To demonstrate the performance of the cylindrical array in the presence of significant mutual coupling and its advantages for multibeam capability, a compact cylindrical array with a diameter of 50 mm is examined following the design illustrated in Figure 2. There are 80 dual-slant-polarized elements on the cylindrical surface. The height of the cylindrical array is 60 mm. The target operation frequency band ranges from 1.7 GHz to 6 GHz. The key aspects of the performance of the tightly coupled cylindrical array are compared with other existing array designs on convex surfaces in Table 5. The dual slant-polarized cylindrical array based on tightly coupled crossed disks demonstrated a considerably wider bandwidth compared to other cylindrical arrays. The array investigated presented a higher mutual coupling between the adjacent elements reaching as high as -9 dB. Moreover, it has a compact structure, making it ideal for multibeam applications that also require a low-profile structure.
The impedance matching over a frequency bandwidth of 110% was yielded by the proposed cylindrical array. The broad impedance matching capability is related to the tight mutual coupling in the array. This is clearly indicated in Figure 5 and Figure 6. When more elements are in the subarray and become active, the operation frequency bandwidth becomes wider. The subarray consisting of 9 elements demonstrated the largest frequency bandwidth among the four subarray configurations—Active S 11 of the center element is approximately below -15 dB.
Providing multiple beams is an important feature for antenna arrays to improve the scanning speed and increase the diversity gain. With a diameter of 50 mm, the proposed cylindrical array can produce 10 beams horizontally covering the entire horizontal plane by utilizing 10 subarrays with 80 elements of one polarization, some of the elements were shared between neighboring subarrays.
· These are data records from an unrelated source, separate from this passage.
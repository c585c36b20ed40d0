//! Port traits for the two directories.
//!
//! Implementations are blocking: every call completes before the reconciler
//! issues the next one. Methods take `&self`; clients that keep mutable state
//! (token caches) use interior mutability.

use std::collections::BTreeMap;

use crate::error::DirectoryError;
use crate::types::{
    Email, GroupName, NewUser, SourceGroup, SourceMember, SourceUser, TargetGroup, TargetUser,
};

/// Result of a target-side lookup.
///
/// `NotFound` is a normal outcome. `Failed` is kept distinct so the caller
/// decides whether a failed lookup counts as absence or aborts the run.
#[derive(Debug)]
pub enum LookupOutcome<T> {
    Found(T),
    NotFound,
    Failed(DirectoryError),
}

impl<T> From<Result<Option<T>, DirectoryError>> for LookupOutcome<T> {
    fn from(result: Result<Option<T>, DirectoryError>) -> Self {
        match result {
            Ok(Some(found)) => LookupOutcome::Found(found),
            Ok(None) | Err(DirectoryError::NotFound(_)) => LookupOutcome::NotFound,
            Err(err) => LookupOutcome::Failed(err),
        }
    }
}

/// Read-only operations against the source-of-truth directory.
pub trait SourceDirectory {
    /// Users the source reports as deleted.
    fn deleted_users(&self) -> Result<Vec<SourceUser>, DirectoryError>;

    /// Currently active users.
    fn users(&self) -> Result<Vec<SourceUser>, DirectoryError>;

    /// All groups, in the source's listing order.
    fn groups(&self) -> Result<Vec<SourceGroup>, DirectoryError>;

    /// Members of `group`.
    fn group_members(&self, group: &SourceGroup) -> Result<Vec<SourceMember>, DirectoryError>;
}

/// Read/write operations against the target access-control directory.
pub trait TargetDirectory {
    fn find_user_by_email(&self, email: &Email) -> LookupOutcome<TargetUser>;

    /// Create a user; the returned value carries the target-assigned id and username.
    fn create_user(&self, user: &NewUser) -> Result<TargetUser, DirectoryError>;

    fn delete_user(&self, user: &TargetUser) -> Result<(), DirectoryError>;

    /// Every target group keyed by display name.
    fn groups(&self) -> Result<BTreeMap<GroupName, TargetGroup>, DirectoryError>;

    fn create_group(&self, name: &GroupName) -> Result<TargetGroup, DirectoryError>;

    fn delete_group(&self, group: &TargetGroup) -> Result<(), DirectoryError>;

    fn is_member(&self, user: &TargetUser, group: &TargetGroup) -> Result<bool, DirectoryError>;

    fn add_member(&self, user: &TargetUser, group: &TargetGroup) -> Result<(), DirectoryError>;

    fn remove_member(&self, user: &TargetUser, group: &TargetGroup)
        -> Result<(), DirectoryError>;
}
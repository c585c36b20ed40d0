//! Subscriber setup for the binary.
//!
//! Library crates log through `tracing` or the `log` facade; the default
//! `tracing-subscriber` features bridge `log` records into this subscriber.

use dirsync_core::LogFormat;
use tracing_subscriber::{fmt, EnvFilter};

/// Install the global subscriber. `RUST_LOG` wins over `level`.
///
/// Output goes to stderr so `--json` reports on stdout stay parseable.
pub fn init_tracing(level: &str, format: LogFormat) {
    let filter = EnvFilter::try_from_default_env().unwrap_or_else(|_| EnvFilter::new(level));
    let builder = fmt()
        .with_env_filter(filter)
        .with_target(false)
        .with_writer(std::io::stderr);
    let _ = match format {
        LogFormat::Text => builder.try_init(),
        LogFormat::Json => builder.json().try_init(),
    };
}
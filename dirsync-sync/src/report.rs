//! Run report: every mutation a run applied (or, in dry-run, would apply).

use std::fmt;

use chrono::{DateTime, Utc};
use serde::Serialize;

use dirsync_core::{Email, GroupName, UserName};

/// One mutating decision, in the order it was made.
#[derive(Debug, Clone, PartialEq, Eq, Serialize)]
#[serde(tag = "action", rename_all = "snake_case")]
pub enum Change {
    UserCreated { email: Email },
    UserDeleted { email: Email },
    GroupCreated { group: GroupName },
    GroupDeleted { group: GroupName },
    MemberAdded { group: GroupName, user: UserName },
    MemberRemoved { group: GroupName, user: UserName },
}

impl fmt::Display for Change {
    fn fmt(&self, f: &mut fmt::Formatter<'_>) -> fmt::Result {
        match self {
            Change::UserCreated { email } => write!(f, "create user {email}"),
            Change::UserDeleted { email } => write!(f, "delete user {email}"),
            Change::GroupCreated { group } => write!(f, "create group '{group}'"),
            Change::GroupDeleted { group } => write!(f, "delete group '{group}'"),
            Change::MemberAdded { group, user } => write!(f, "add {user} to '{group}'"),
            Change::MemberRemoved { group, user } => write!(f, "remove {user} from '{group}'"),
        }
    }
}

/// A target lookup that failed and was handled as "not found".
#[derive(Debug, Clone, PartialEq, Eq, Serialize)]
pub struct LookupFailure {
    pub email: Email,
    pub error: String,
}

/// Outcome of a sync run.
#[derive(Debug, Clone, Serialize)]
pub struct SyncReport {
    /// When set, `changes` were planned but not applied.
    pub dry_run: bool,
    pub started_at: DateTime<Utc>,
    #[serde(skip_serializing_if = "Option::is_none")]
    pub finished_at: Option<DateTime<Utc>>,
    pub changes: Vec<Change>,
    #[serde(skip_serializing_if = "Vec::is_empty")]
    pub lookup_failures: Vec<LookupFailure>,
    /// Size of the correlation table after principal reconciliation.
    pub correlated_users: usize,
    /// Source groups correlated with a target group.
    pub correlated_groups: usize,
}

impl SyncReport {
    pub fn new(dry_run: bool) -> Self {
        Self {
            dry_run,
            started_at: Utc::now(),
            finished_at: None,
            changes: Vec::new(),
            lookup_failures: Vec::new(),
            correlated_users: 0,
            correlated_groups: 0,
        }
    }

    pub(crate) fn record(&mut self, change: Change) {
        self.changes.push(change);
    }

    pub(crate) fn finish(&mut self) {
        self.finished_at = Some(Utc::now());
    }

    /// True when the target already matched the source.
    pub fn is_noop(&self) -> bool {
        self.changes.is_empty()
    }

    pub fn summary(&self) -> ChangeSummary {
        let mut summary = ChangeSummary::default();
        for change in &self.changes {
            match change {
                Change::UserCreated { .. } => summary.users_created += 1,
                Change::UserDeleted { .. } => summary.users_deleted += 1,
                Change::GroupCreated { .. } => summary.groups_created += 1,
                Change::GroupDeleted { .. } => summary.groups_deleted += 1,
                Change::MemberAdded { .. } => summary.members_added += 1,
                Change::MemberRemoved { .. } => summary.members_removed += 1,
            }
        }
        summary
    }
}

/// Per-kind change counts.
#[derive(Debug, Clone, Copy, Default, PartialEq, Eq, Serialize)]
pub struct ChangeSummary {
    pub users_created: usize,
    pub users_deleted: usize,
    pub groups_created: usize,
    pub groups_deleted: usize,
    pub members_added: usize,
    pub members_removed: usize,
}

impl fmt::Display for ChangeSummary {
    fn fmt(&self, f: &mut fmt::Formatter<'_>) -> fmt::Result {
        write!(
            f,
            "users +{}/-{}, groups +{}/-{}, members +{}/-{}",
            self.users_created,
            self.users_deleted,
            self.groups_created,
            self.groups_deleted,
            self.members_added,
            self.members_removed
        )
    }
}
//! Directory entities for the source and target sides.
//!
//! The two directories share no identifier space. Users correlate by primary
//! email (source) against username (target); groups correlate by display name.
//! All comparisons are case-sensitive, exactly as each system returns them.

use std::fmt;

use serde::{Deserialize, Serialize};

// ---------------------------------------------------------------------------
// Newtypes
// ---------------------------------------------------------------------------

/// A primary email address as reported by the source directory.
#[derive(Debug, Clone, PartialEq, Eq, PartialOrd, Ord, Hash, Serialize, Deserialize)]
#[serde(transparent)]
pub struct Email(pub String);

impl Email {
    pub fn as_str(&self) -> &str {
        &self.0
    }
}

impl fmt::Display for Email {
    fn fmt(&self, f: &mut fmt::Formatter<'_>) -> fmt::Result {
        self.0.fmt(f)
    }
}

impl From<String> for Email {
    fn from(s: String) -> Self {
        Self(s)
    }
}

impl From<&str> for Email {
    fn from(s: &str) -> Self {
        Self(s.to_owned())
    }
}

/// A target directory username. Users created by dirsync carry their primary
/// email as username, so an [`Email`] converts directly.
#[derive(Debug, Clone, PartialEq, Eq, PartialOrd, Ord, Hash, Serialize, Deserialize)]
#[serde(transparent)]
pub struct UserName(pub String);

impl UserName {
    pub fn as_str(&self) -> &str {
        &self.0
    }
}

impl fmt::Display for UserName {
    fn fmt(&self, f: &mut fmt::Formatter<'_>) -> fmt::Result {
        self.0.fmt(f)
    }
}

impl From<String> for UserName {
    fn from(s: String) -> Self {
        Self(s)
    }
}

impl From<&str> for UserName {
    fn from(s: &str) -> Self {
        Self(s.to_owned())
    }
}

impl From<&Email> for UserName {
    fn from(email: &Email) -> Self {
        Self(email.0.clone())
    }
}

/// A group display name; the group correlation key on both sides.
#[derive(Debug, Clone, PartialEq, Eq, PartialOrd, Ord, Hash, Serialize, Deserialize)]
#[serde(transparent)]
pub struct GroupName(pub String);

impl GroupName {
    pub fn as_str(&self) -> &str {
        &self.0
    }
}

impl fmt::Display for GroupName {
    fn fmt(&self, f: &mut fmt::Formatter<'_>) -> fmt::Result {
        self.0.fmt(f)
    }
}

impl From<String> for GroupName {
    fn from(s: String) -> Self {
        Self(s)
    }
}

impl From<&str> for GroupName {
    fn from(s: &str) -> Self {
        Self(s.to_owned())
    }
}

// ---------------------------------------------------------------------------
// Source side
// ---------------------------------------------------------------------------

/// A user (principal) from the source directory, active or deleted.
#[derive(Debug, Clone, PartialEq, Eq, Serialize, Deserialize)]
pub struct SourceUser {
    pub primary_email: Email,
    #[serde(default)]
    pub given_name: String,
    #[serde(default)]
    pub family_name: String,
}

/// A group in the source directory.
#[derive(Debug, Clone, PartialEq, Eq, Serialize, Deserialize)]
pub struct SourceGroup {
    /// Opaque source identifier used to list members.
    pub id: String,
    pub name: GroupName,
}

/// A member entry of a source group.
#[derive(Debug, Clone, PartialEq, Eq, Serialize, Deserialize)]
pub struct SourceMember {
    pub email: Email,
}

// ---------------------------------------------------------------------------
// Target side
// ---------------------------------------------------------------------------

/// Attributes needed to create a target user from a source user.
#[derive(Debug, Clone, PartialEq, Eq, Serialize, Deserialize)]
pub struct NewUser {
    pub given_name: String,
    pub family_name: String,
    pub primary_email: Email,
}

impl NewUser {
    /// `"<given> <family>"`, trimmed so a missing part leaves no stray space.
    pub fn display_name(&self) -> String {
        format!("{} {}", self.given_name, self.family_name)
            .trim()
            .to_owned()
    }
}

impl From<&SourceUser> for NewUser {
    fn from(u: &SourceUser) -> Self {
        Self {
            given_name: u.given_name.clone(),
            family_name: u.family_name.clone(),
            primary_email: u.primary_email.clone(),
        }
    }
}

/// A user as it exists in the target directory.
#[derive(Debug, Clone, PartialEq, Eq, Serialize, Deserialize)]
pub struct TargetUser {
    /// Target-assigned identifier.
    pub id: String,
    pub user_name: UserName,
    #[serde(skip_serializing_if = "Option::is_none")]
    pub display_name: Option<String>,
}

/// A group as it exists in the target directory.
#[derive(Debug, Clone, PartialEq, Eq, Serialize, Deserialize)]
pub struct TargetGroup {
    /// Target-assigned identifier.
    pub id: String,
    pub display_name: GroupName,
}

// ---------------------------------------------------------------------------
// Tests
// ---------------------------------------------------------------------------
At the center frequency of 4 GHz, the gain varied between 7.81 dB and 10.54 dB, 10 beams can be controlled to offer a fully agile coverage for the horizontal scan, and over 40 degrees coverage in the elevation domain is observed.
The efficiency of the array was investigated by monitoring the far-field radiation patterns under each subarray scenario in different frequencies. It is found that the improvement in efficiency due to the mutual coupling effect outweighs the concern about absorption-caused loss within the array. As illustrated in Table 3 and Figure 8, the total antenna efficiency of the center element significantly increased from approximately 60% to over 95 % in most of the frequencies across the band. It is also noticed when the number of active elements increases, the total antenna efficiency rises, e.g., at 1.7 GHz, the total antenna efficiency changed from 59.72% for one active element to 99.9% with 9 elements becoming active together. It is noticed that the efficiency at the low frequency increases more rapidly as the number of active elements rises.
Mutual coupling can affect the impedance of individual array elements and changes in impedance can lead to reflection and mismatch losses, it is conventionally one of the main concerns of mutual coupling to decrease the overall efficiency array. However, it is found from the cylindrical array that the enhanced mutual coupling plays a positive effect improving the efficiency instead of decreasing it, in particular at the low frequency.
It is worth mentioning that despite high mutual coupling between the array elements in the proposed cylindrical array, the negative effect on the radiation patterns were found to be minimal, and smooth radiation patterns were obtained for subarrays of different configuration as shown in Figure 7. No anomalies in radiation patterns were observed from the low frequency 1.7 GHz to 6 GHz at the high frequency—even the mutual coupling was more pronounced at the low-frequency band.
Arrays with multibeam capability can be beneficial to ITS, particularly in the context of improving transportation efficiency and safety. Multibeam arrays could be used in sensor systems to improve the accuracy and coverage of data collection, as they can transmit and receive signals in multiple directions simultaneously, providing enhanced coverage and resolution compared to a single-beam system, e.g., 10 beams can be steered to produce a panorama view of the horizontal plane with a high resolution. The integration of multibeam arrays with ITS would depend on specific use cases and technological advancements. These concepts represent the ongoing efforts to make transportation systems more efficient, safe, and technologically advanced.

5. Conclusions

The effect of mutual coupling in the cylindrical conformal array based on tightly coupled disk antenna was investigated. It was revealed that enhanced mutual coupling was essential to obtain the ultrawide bandwidth desired from such arrays. The efficiency of the subarray increased due to the mutual coupling as it contributed to improve the impedance matching. Hence, more energy was transported by the subarrays. A significant mutual coupling exists only between the elements that are physically close to each other, and this feature can be used to form multibeams simultaneously spanning the entire azimuthal plane out of the cylindrical array. The array configuration shows a great prospect in intelligent transportation systems where data from omnidirectional monitoring and a broader spectrum is required.

Author Contributions

Conceptualization, X.L. and Y.Z.; methodology, X.L.; validation, X.L.; formal analysis, X.L.; investigation, X.L.; resources, Y.Z. and H.L.; writing—original draft preparation, X.L.; visualization, Y.F.; writing—review and editing, Q.S., Y.F., H.L., Y.Z., A.M. and M.T. All authors have read and agreed to the published version of the manuscript.

Funding

This work was supported in part by the National Natural Science Foundation of China under Grants 62174091 and 62201294, in part by Post-Doc International Exchange Programme Y20210098, in part by Nantong Science and Technology Plan Project (No. MS22022093) and Natural Science Foundation of The Jiangsu Higher Education Institutions of China (No. 23KJB580014).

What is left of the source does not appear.